A set of Traditional Chinese Wooden sofa and Small Tea Table
Lot No. ：ZQNF-B-210419
Feature：Chinese furniture (1*), Luohan bed (sofa)(2*)，small coffee table, Phoebe zhennan S. Lee.(3*)，mortise and tenon (4*)
Status：For sale (Item is customizable)
1* What is now considered the Chinese aesthetic had its origins in China as far back as 1500-1000 BC. In this early period both unadorned and intricately engraved and painted pieces were already developing. The Ming period is regarded as the "golden age" of Chinese furniture, though very few examples of earlier pieces survive. Ming styles have largely set the style for furniture in traditional Chinese style in subsequent periods, though as in other areas of Chinese art, the 18th and 19th centuries saw increasing prosperity used for sometimes excessively elaborated pieces, as wider groups in society were able to imitate court styles.
2* Although the use was similar to the daybed, the couch bed is distinguished by railings, which render it as a more formal piece of furniture. The development of railings may be related with the early placement of screen panels around the back and sides of the platform, which enhanced the sitter as well as provided privacy and protection from drafts. Railings were made in various styles; those configured as throne-like stepped panels are evident from the early Ming period. Literary references also record use of decorative stone for couch bed railings during this time. Railings were frequently decorated with carving, inlays, or painted lacquer. By the late Ming period, advanced joinery techniques permitted the abandonment of the reinforcing floor stretcher. The lattice rails Contemporary to the fashion for hardwood furniture during the late Ming and Qing dynasties, the couch bed was frequently made with plain solid panels of naturally figured wood or with intricate lattice patterns displaying auspicious wanzi, jingzi, or 'carpenter's square' motifs.
3* Phoebe Zhennan is a large species of tree up to 30 metres tall in the Lauraceae family. Zhennan was originally a Chinese word that related to its Chinese name 楠 (Nan). The species is under second-class national protection in China.
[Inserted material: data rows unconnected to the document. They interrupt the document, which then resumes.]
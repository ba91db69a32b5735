use std::path::PathBuf;

use anyhow::Context;
use clap::Parser;
use vescread::{BleTransport, Config, SessionManager, SpeedUnit, TerminalDashboard};

/// Show live VESC telemetry read over Bluetooth Low Energy
#[derive(Parser, Debug)]
#[command(author, version, about, long_about = None)]
struct Args {
    /// TOML configuration file. Built-in defaults are used when omitted.
    #[arg(short, long)]
    config: Option<PathBuf>,

    /// Device to connect to, or "scan"
    #[arg(short, long)]
    address: Option<String>,

    /// Speed unit: kmh or mph
    #[arg(short, long)]
    unit: Option<String>,
}

fn load_config(args: &Args) -> anyhow::Result<Config> {
    let mut config = match &args.config {
        Some(path) => Config::load(path)
            .with_context(|| format!("Failed to load config from {}", path.display()))?,
        None => Config::default(),
    };

    if let Some(address) = &args.address {
        config.address = address.clone();
    }
    if let Some(unit) = &args.unit {
        config.unit = unit.parse::<SpeedUnit>()?;
    }
    config.validate()?;

    Ok(config)
}

#[tokio::main(flavor = "current_thread")]
async fn main() -> anyhow::Result<()> {
    env_logger::Builder::from_env(env_logger::Env::default().default_filter_or("info")).init();

    let args = Args::parse();
    let config = load_config(&args)?;
    log::info!(
        "Target: {}, {} cells ({}V - {}V), unit {}",
        config.fixed_address().unwrap_or("scan"),
        config.cell_series,
        config.cell_min,
        config.cell_max,
        config.unit.label()
    );

    let transport = BleTransport::new().await?;
    let mut session = SessionManager::new(&config, transport, TerminalDashboard::new())?;

    session
        .run(async {
            if let Err(err) = tokio::signal::ctrl_c().await {
                log::error!("Failed to listen for Ctrl-C: {err}");
                std::future::pending::<()>().await;
            }
        })
        .await?;

    Ok(())
}
//! Where readings and connection status end up.

use std::io::Write;

use crate::telemetry_reading::TelemetryReading;

/// Receiver of everything the session wants the user to see
pub trait Dashboard {
    /// A connection status change or failure
    fn status(&mut self, message: &str);

    /// A fresh reading
    fn render(&mut self, reading: &TelemetryReading);

    /// Give the terminal back before exit
    fn restore(&mut self);
}

/// The eight metric lines shown for a reading
pub fn metric_lines(reading: &TelemetryReading) -> [String; 8] {
    [
        format!("Speed: {:.1} {}", reading.speed.abs(), reading.speed_unit.label()),
        format!("Duty cycle: {}%", reading.duty_cycle_pct.abs().round() as i64),
        format!("Pack Voltage: {:.2} V", reading.pack_voltage),
        format!("Average cell voltage: {:.2} V", reading.cell_voltage),
        format!("Battery current: {:.2} A", reading.battery_current),
        format!("Battery percentage: {}%", reading.battery_pct),
        format!("Temp FET: {:.0}°C", reading.fet_temp_c),
        format!("Temp MOT: {:.0}°C", reading.motor_temp_c),
    ]
}

/// Prints readings to stdout, redrawing in place on terminals that understand ANSI
/// escapes.
#[derive(Debug, Default)]
pub struct TerminalDashboard {
    drawn: bool,
}

impl TerminalDashboard {
    const CLEAR_SCREEN: &'static str = "\x1b[2J\x1b[H";
    const HIDE_CURSOR: &'static str = "\x1b[?25l";
    const SHOW_CURSOR: &'static str = "\x1b[?25h";

    pub fn new() -> Self {
        Self::default()
    }
}

impl Dashboard for TerminalDashboard {
    fn status(&mut self, message: &str) {
        if self.drawn {
            print!("{}{}", Self::CLEAR_SCREEN, Self::SHOW_CURSOR);
            self.drawn = false;
        }
        println!("{message}");
    }

    fn render(&mut self, reading: &TelemetryReading) {
        let mut out = std::io::stdout().lock();
        let _ = write!(out, "{}{}", Self::HIDE_CURSOR, Self::CLEAR_SCREEN);
        for line in metric_lines(reading) {
            let _ = writeln!(out, "{line}");
        }
        let _ = out.flush();
        self.drawn = true;
    }

    fn restore(&mut self) {
        print!("{}", Self::SHOW_CURSOR);
        let _ = std::io::stdout().flush();
        self.drawn = false;
    }
}

#[test]
fn test_metric_lines() {
    let reading = TelemetryReading {
        speed: -18.04,
        speed_unit: crate::config::SpeedUnit::Kmh,
        duty_cycle_pct: -45.5,
        pack_voltage: 51.7,
        cell_voltage: 51.7 / 15.0,
        battery_current: -12.5,
        battery_pct: 49,
        fet_temp_c: 35.2,
        motor_temp_c: 40.1,
    };
    let lines = metric_lines(&reading);
    assert_eq!(lines[0], "Speed: 18.0 km/h");
    assert_eq!(lines[1], "Duty cycle: 46%");
    assert_eq!(lines[2], "Pack Voltage: 51.70 V");
    assert_eq!(lines[3], "Average cell voltage: 3.45 V");
    assert_eq!(lines[4], "Battery current: -12.50 A");
    assert_eq!(lines[5], "Battery percentage: 49%");
    assert_eq!(lines[6], "Temp FET: 35°C");
    assert_eq!(lines[7], "Temp MOT: 40°C");
}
4* The mortise and tenon joint has been used for thousands of years by woodworkers around the world to join pieces of wood, mainly when the adjoining pieces connect at an angle of 90°. In its basic form it is both simple and strong. This is an ancient joint dating back 7,000 years. In traditional Chinese architecture, wood components, such as beams, brackets, roof frames and struts, were made to interlock with perfect fit, without using fasteners or glues, enabling the wood to expand and contract according to humidity. Archaeological evidence from Chinese sites shows that, by the end of the Neolithic, mortise-and-tenon joinery was employed in Chinese construction.